My grandfather’s new start was short-lived. My grandmother, now almost fully deaf, had learned to lip read and could hide that fact. As my grandfather got fired from menial job after menial job, she made another choice. She knew one of the two local doctors performed illegal abortions, a chancy venture at the time. A doctor caught performing abortions then lost his license and faced prison time. (Now, they face harassment and death at the hand of so-called pro-lifers, so not much changed there.) The money she knew he made from the procedure appealed to her. She had two young children to feed, clothe, and house—and an alcoholic husband to keep in "the drink." She made the doctor an attractive offer—train her, give her the proper instruments and medications, and she’d perform the abortions for him; then, they would split the fees—sixty percent for him, forty for her. He agreed but told her if she were caught he’d deny he knew anything about it.
That was an easy choice. She needed the money. Then, she chose to help rural and small-town women end unwanted or dangerous pregnancies. Because she’d been a Protestant in Ireland, she didn’t eschew the training on methods of birth control, and she gave instruction on that—also illegal in Virginia then.
This was a profession, much like my hapless grandfather, never discussed in the family, and she only confided in me not long after the Roe v. Wade Supreme Court decision. She didn’t really see what all the fuss was about. She believed a woman should decide when or whether to give birth. She wanted me and others to have the choices she didn’t. "And the money wasn’t bad, either," she said.
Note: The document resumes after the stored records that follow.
//! A store's private view of what it last saw on disk.

use crate::delta::ChangeDelta;
use crate::record::{Record, RecordId};
use std::collections::BTreeMap;

/// What the store knows about one record file.
#[derive(Debug, Clone, PartialEq, Eq)]
pub(crate) struct SnapshotEntry {
    /// BLAKE3 digest of the file bytes; the modification marker.
    pub digest: blake3::Hash,
    pub record: Record,
}

impl SnapshotEntry {
    pub fn new(record: Record, bytes: &[u8]) -> Self {
        Self {
            digest: blake3::hash(bytes),
            record,
        }
    }
}

/// Last-known mapping from record id to file state.
#[derive(Debug, Default)]
pub(crate) struct Snapshot {
    entries: BTreeMap<RecordId, SnapshotEntry>,
}

impl Snapshot {
    pub fn contains(&self, id: &RecordId) -> bool {
        self.entries.contains_key(id)
    }

    pub fn get(&self, id: &RecordId) -> Option<&SnapshotEntry> {
        self.entries.get(id)
    }

    pub fn insert(&mut self, entry: SnapshotEntry) {
        self.entries.insert(entry.record.id().clone(), entry);
    }

    pub fn remove(&mut self, id: &RecordId) -> Option<SnapshotEntry> {
        self.entries.remove(id)
    }

    /// Computes the deltas that turn this snapshot into `observed` and adopts
    /// `observed` as the new state.
    ///
    /// Deletions come first, then insertions and updates, each in id order.
    /// A file replaced under the same id is one `Updated`. A rewrite that
    /// decodes to an equal record (different bytes, same meaning) updates the
    /// digest silently.
    pub fn reconcile(&mut self, observed: BTreeMap<RecordId, SnapshotEntry>) -> Vec<ChangeDelta> {
        let mut deltas: Vec<ChangeDelta> = self
            .entries
            .keys()
            .filter(|id| !observed.contains_key(*id))
            .map(|id| ChangeDelta::Deleted(id.clone()))
            .collect();

        for (id, entry) in &observed {
            match self.entries.get(id) {
                None => deltas.push(ChangeDelta::Inserted(entry.record.clone())),
                Some(known) if known.digest != entry.digest && known.record != entry.record => {
                    deltas.push(ChangeDelta::Updated(entry.record.clone()))
                }
                Some(_) => {}
            }
        }

        self.entries = observed;
        deltas
    }

    /// Replaces the whole snapshot without computing deltas.
    pub fn reset(&mut self, observed: BTreeMap<RecordId, SnapshotEntry>) {
        self.entries = observed;
    }
}
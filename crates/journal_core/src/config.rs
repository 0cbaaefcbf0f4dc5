//! Configuration types for journal sessions and the hammer.

use crate::error::{Result, StorageError};
use crate::fsutil;
use serde::{Deserialize, Serialize};
use std::fs;
use std::path::{Path, PathBuf};
use std::time::Duration;

/// Name of the storage directory under the user data directory.
pub const DEFAULT_DIR_NAME: &str = "Journal";

/// Top-level configuration, loaded from `config.toml`.
#[derive(Debug, Clone, Serialize, Deserialize, Default, PartialEq)]
pub struct Config {
    /// Storage-related configuration.
    #[serde(default)]
    pub storage: StorageConfig,

    /// Session behaviour.
    #[serde(default)]
    pub session: SessionConfig,

    /// Concurrent mutator parameters.
    #[serde(default)]
    pub hammer: HammerConfig,
}

impl Config {
    /// Default location: `<config dir>/journal/config.toml`.
    pub fn default_path() -> Option<PathBuf> {
        dirs::config_dir().map(|dir| dir.join("journal").join("config.toml"))
    }

    /// Load configuration from `path`, falling back to defaults when the file
    /// does not exist.
    pub fn load(path: &Path) -> Result<Self> {
        if path.exists() {
            let content = fs::read_to_string(path)
                .map_err(|e| StorageError::Config(format!("failed to read config: {}", e)))?;
            toml::from_str(&content)
                .map_err(|e| StorageError::Config(format!("failed to parse config: {}", e)))
        } else {
            Ok(Config::default())
        }
    }

    /// Save configuration to `path`, creating parent directories.
    pub fn save(&self, path: &Path) -> Result<()> {
        let content = toml::to_string_pretty(self)
            .map_err(|e| StorageError::Config(format!("failed to serialize config: {}", e)))?;
        if let Some(parent) = path.parent() {
            fs::create_dir_all(parent)
                .map_err(|e| StorageError::Config(format!("failed to create config dir: {}", e)))?;
        }
        fsutil::write_atomic(path, content.as_bytes())
            .map_err(|e| StorageError::Config(format!("failed to write config: {}", e)))?;
        Ok(())
    }
}

/// Storage-related configuration.
#[derive(Debug, Clone, Serialize, Deserialize, PartialEq)]
#[serde(default)]
pub struct StorageConfig {
    /// Storage directory. `None` or `"default"` means
    /// `<user data dir>/Journal`.
    pub data_dir: Option<String>,

    /// Backend name in the [`StoreRegistry`](crate::StoreRegistry)
    /// (default: `"directory"`).
    pub backend: String,

    /// Take the advisory directory lock when opening (default: true).
    pub exclusive: bool,
}

impl Default for StorageConfig {
    fn default() -> Self {
        Self {
            data_dir: None,
            backend: "directory".to_string(),
            exclusive: true,
        }
    }
}

impl StorageConfig {
    /// Resolves the storage directory.
    ///
    /// # Errors
    ///
    /// Returns [`StorageError::Config`] if no directory is configured and the
    /// platform has no user data directory.
    pub fn resolve_data_dir(&self) -> Result<PathBuf> {
        match self.data_dir.as_deref() {
            Some(dir) if dir != "default" => Ok(PathBuf::from(dir)),
            _ => dirs::data_dir()
                .map(|dir| dir.join(DEFAULT_DIR_NAME))
                .ok_or_else(|| {
                    StorageError::Config("could not determine the user data directory".to_string())
                }),
        }
    }
}

/// Session behaviour.
#[derive(Debug, Clone, Serialize, Deserialize, Default, PartialEq)]
#[serde(default)]
pub struct SessionConfig {
    /// Reconcile with storage on this interval. `None` means reconciliation
    /// only runs when `refresh` is called.
    pub poll_interval_ms: Option<u64>,
}

impl SessionConfig {
    pub fn poll_interval(&self) -> Option<Duration> {
        self.poll_interval_ms
            .filter(|ms| *ms > 0)
            .map(Duration::from_millis)
    }
}

/// Parameters of the concurrent mutator.
#[derive(Debug, Clone, Serialize, Deserialize, PartialEq)]
#[serde(default)]
pub struct HammerConfig {
    /// Number of concurrent tasks (default: 30).
    pub tasks: usize,

    /// Files written by each task (default: 5).
    pub files_per_task: usize,

    /// Upper bound of the random delay before a task starts (default: 5000).
    pub max_start_delay_ms: u64,

    /// Upper bound of the random delay between creating and deleting a file
    /// (default: 10000).
    pub max_delete_delay_ms: u64,

    /// Generated timestamps fall within this many seconds before now
    /// (default: 250 hours).
    pub date_range_secs: u64,

    /// Delay before `empty` removes every record file (default: 1000).
    pub empty_delay_ms: u64,
}

impl Default for HammerConfig {
    fn default() -> Self {
        Self {
            tasks: 30,
            files_per_task: 5,
            max_start_delay_ms: 5_000,
            max_delete_delay_ms: 10_000,
            date_range_secs: 250 * 60 * 60,
            empty_delay_ms: 1_000,
        }
    }
}
//! Name-keyed catalogue of storage backends.

use super::{DirectoryStore, MemoryStore, RecordStore};
use crate::config::StorageConfig;
use crate::error::{Result, StorageError};
use std::collections::BTreeMap;
use std::path::Path;
use std::sync::Arc;

/// Builds a store over a resolved data directory.
pub type StoreFactory = Box<dyn Fn(&Path, &StorageConfig) -> Result<Arc<dyn RecordStore>> + Send + Sync>;

/// Explicit registry of backend factories.
///
/// Callers build one and pass it around; there is no process-wide instance.
#[derive(Default)]
pub struct StoreRegistry {
    factories: BTreeMap<String, StoreFactory>,
}

impl StoreRegistry {
    /// Empty registry.
    pub fn new() -> Self {
        Self::default()
    }

    /// Registry with the built-in `directory` and `memory` backends.
    pub fn with_defaults() -> Self {
        let mut registry = Self::new();
        registry.register("directory", |dir, config| {
            let store = if config.exclusive {
                DirectoryStore::open_exclusive(dir)?
            } else {
                DirectoryStore::open(dir)?
            };
            Ok(Arc::new(store) as Arc<dyn RecordStore>)
        });
        registry.register("memory", |_, _| Ok(Arc::new(MemoryStore::new()) as Arc<dyn RecordStore>));
        registry
    }

    /// Adds or replaces the factory registered under `name`.
    pub fn register<F>(&mut self, name: impl Into<String>, factory: F)
    where
        F: Fn(&Path, &StorageConfig) -> Result<Arc<dyn RecordStore>> + Send + Sync + 'static,
    {
        self.factories.insert(name.into(), Box::new(factory));
    }

    /// Registered backend names, sorted.
    pub fn names(&self) -> impl Iterator<Item = &str> {
        self.factories.keys().map(String::as_str)
    }

    /// Creates the backend selected by `config.backend`.
    pub fn create(&self, config: &StorageConfig) -> Result<Arc<dyn RecordStore>> {
        let factory = self
            .factories
            .get(&config.backend)
            .ok_or_else(|| StorageError::UnknownBackend(config.backend.clone()))?;
        let dir = config.resolve_data_dir()?;
        factory(&dir, config)
    }
}

impl std::fmt::Debug for StoreRegistry {
    fn fmt(&self, f: &mut std::fmt::Formatter<'_>) -> std::fmt::Result {
        f.debug_struct("StoreRegistry")
            .field("backends", &self.names().collect::<Vec<_>>())
            .finish()
    }
}
//! CLI commands.

pub mod entry;
pub mod hammer;
pub mod list;
pub mod path;
pub mod watch;

use anyhow::{Context, Result};
use journal_core::{Config, RecordId, SessionContext, SessionError, StoreRegistry};
use std::path::Path;

/// Loads the config file and applies command-line overrides.
pub fn load_config(config_path: Option<&Path>, data_dir: Option<&Path>) -> Result<Config> {
    let mut config = match config_path.map(Path::to_path_buf).or_else(Config::default_path) {
        Some(path) => Config::load(&path)
            .with_context(|| format!("Failed to load config from {}", path.display()))?,
        None => Config::default(),
    };

    if let Some(dir) = data_dir {
        config.storage.data_dir = Some(dir.display().to_string());
    }
    Ok(config)
}

/// Opens a session over the configured backend.
pub fn open_session(config: &Config) -> Result<SessionContext> {
    SessionContext::from_config(config, &StoreRegistry::with_defaults()).map_err(with_hint)
}

/// Parses an entry id given on the command line.
pub fn parse_id(raw: &str) -> Result<RecordId> {
    RecordId::parse(raw).with_context(|| format!("Invalid entry ID: {:?}", raw))
}

/// Converts a session error into one carrying its recovery suggestion.
pub fn with_hint(err: SessionError) -> anyhow::Error {
    match err.recovery_suggestion() {
        Some(hint) => anyhow::anyhow!("{}\n  hint: {}", err, hint),
        None => anyhow::Error::new(err),
    }
}
//! Filesystem helpers shared by the stores and the config loader.

use std::fs::{self, File};
use std::io::{self, Write};
use std::path::{Path, PathBuf};
use std::time::{Duration, SystemTime};
use tracing::{debug, warn};

/// Marker embedded in temp file names: `.<name>.tmp.<pid>`.
const TMP_MARKER: &str = ".tmp.";

/// Temp files older than this are leftovers of a crashed writer.
pub(crate) const STALE_TMP_AGE: Duration = Duration::from_secs(60 * 60);

/// Path of the hidden temp file used to publish `path`.
pub(crate) fn tmp_path_for(path: &Path) -> PathBuf {
    let name = path
        .file_name()
        .and_then(|n| n.to_str())
        .unwrap_or("unnamed");
    path.with_file_name(format!(".{}{}{}", name, TMP_MARKER, std::process::id()))
}

/// Writes `bytes` to `path` atomically.
///
/// Uses temp file + fsync + rename so concurrent readers see either the old
/// file, no file, or the complete new file. The temp file is removed if any
/// step fails.
pub(crate) fn write_atomic(path: &Path, bytes: &[u8]) -> io::Result<()> {
    let tmp_path = tmp_path_for(path);

    let written = (|| {
        let mut file = File::create(&tmp_path)?;
        file.write_all(bytes)?;
        file.sync_all()?;
        fs::rename(&tmp_path, path)
    })();

    if let Err(e) = written {
        let _ = fs::remove_file(&tmp_path);
        return Err(e);
    }

    // fsync parent directory (Unix-specific for crash safety)
    #[cfg(unix)]
    {
        if let Some(parent) = path.parent() {
            if let Ok(dir_file) = File::open(parent) {
                let _ = dir_file.sync_all();
            }
        }
    }

    Ok(())
}

/// Removes `path`, treating an already missing file as success.
///
/// Returns whether this call removed the file.
pub(crate) fn remove_if_present(path: &Path) -> io::Result<bool> {
    match fs::remove_file(path) {
        Ok(()) => Ok(true),
        Err(e) if e.kind() == io::ErrorKind::NotFound => Ok(false),
        Err(e) => Err(e),
    }
}

/// Deletes temp files in `dir` older than `max_age`.
///
/// Only hidden files carrying the temp marker are considered. Returns the
/// number of files removed.
pub(crate) fn cleanup_stale_temps(dir: &Path, max_age: Duration) -> usize {
    let entries = match fs::read_dir(dir) {
        Ok(entries) => entries,
        Err(_) => return 0,
    };

    let now = SystemTime::now();
    let mut deleted = 0;

    for entry in entries.flatten() {
        let name = entry.file_name();
        let Some(name) = name.to_str() else {
            continue;
        };
        if !name.starts_with('.') || !name.contains(TMP_MARKER) {
            continue;
        }

        let age = entry
            .metadata()
            .and_then(|m| m.modified())
            .ok()
            .and_then(|modified| now.duration_since(modified).ok());

        if age.is_some_and(|age| age >= max_age) {
            match fs::remove_file(entry.path()) {
                Ok(()) => {
                    debug!(file = name, "removed stale temp file");
                    deleted += 1;
                }
                Err(e) => warn!(file = name, error = %e, "failed to remove stale temp file"),
            }
        }
    }

    deleted
}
The rich and poor women in her area came to her in distress and left less so. She took the money and didn’t judge. That wasn’t her place, she said. But when my now-married mother came to her for an abortion because she didn’t want to share her husband with anyone, my grandmother refused. My mother’s subsequent self-abortion attempts—Lysol douches, pitching herself down a flight of stairs—weren’t successful, and I’m still stubborn and pro-choice.
My grandmother kept up this distaff profession until a few years before she died. She never lost a single mother, and many of them returned to her for midwifery during their wanted pregnancies. Some, then and now, would call her a murderer. Most of her patients thought of her as a savior. She considered herself neither. She offered what she had rarely been able to take advantage of herself—choice.